◆ **EXERCISE GOAL**:
Repeat each line of the records below exactly.

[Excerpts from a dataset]
───

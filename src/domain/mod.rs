//! Domain layer containing business logic and domain types.
//!
//! # Module Organization
//!
//! - `foundation` - Shared domain primitives (ids, timestamps, errors, auth, events)
//! - `directory` - Providers, their labels and school coverage
//! - `matching` - Decides which providers qualify for a request
//! - `booking` - Plans, slots and the booking wizard gate
//! - `session` - Session lifecycle state machine and persisted record
//! - `policy` - Refund and no-show pricing, ownership predicates
//! - `offering` - Provider service types and availability windows

pub mod booking;
pub mod directory;
pub mod foundation;
pub mod matching;
pub mod offering;
pub mod policy;
pub mod session;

───

◆ **REPLY**:
filename src/domain/mod.rs
//! Domain layer containing business logic and domain types.
//!
//! # Module Organization
//!
//! - `foundation` - Shared domain primitives (ids, timestamps, errors, auth, events)
//! - `directory` - Providers, their labels and school coverage
//! - `matching` - Decides which providers qualify for a request
//! - `booking` - Plans, slots and the booking wizard gate
//! - `session` - Session lifecycle state machine and persisted record
//! - `policy` - Refund and no-show pricing, ownership predicates
//! - `offering` - Provider service types and availability windows

pub mod booking;
pub mod directory;
pub mod foundation;
pub mod matching;
pub mod offering;
pub mod policy;
pub mod session;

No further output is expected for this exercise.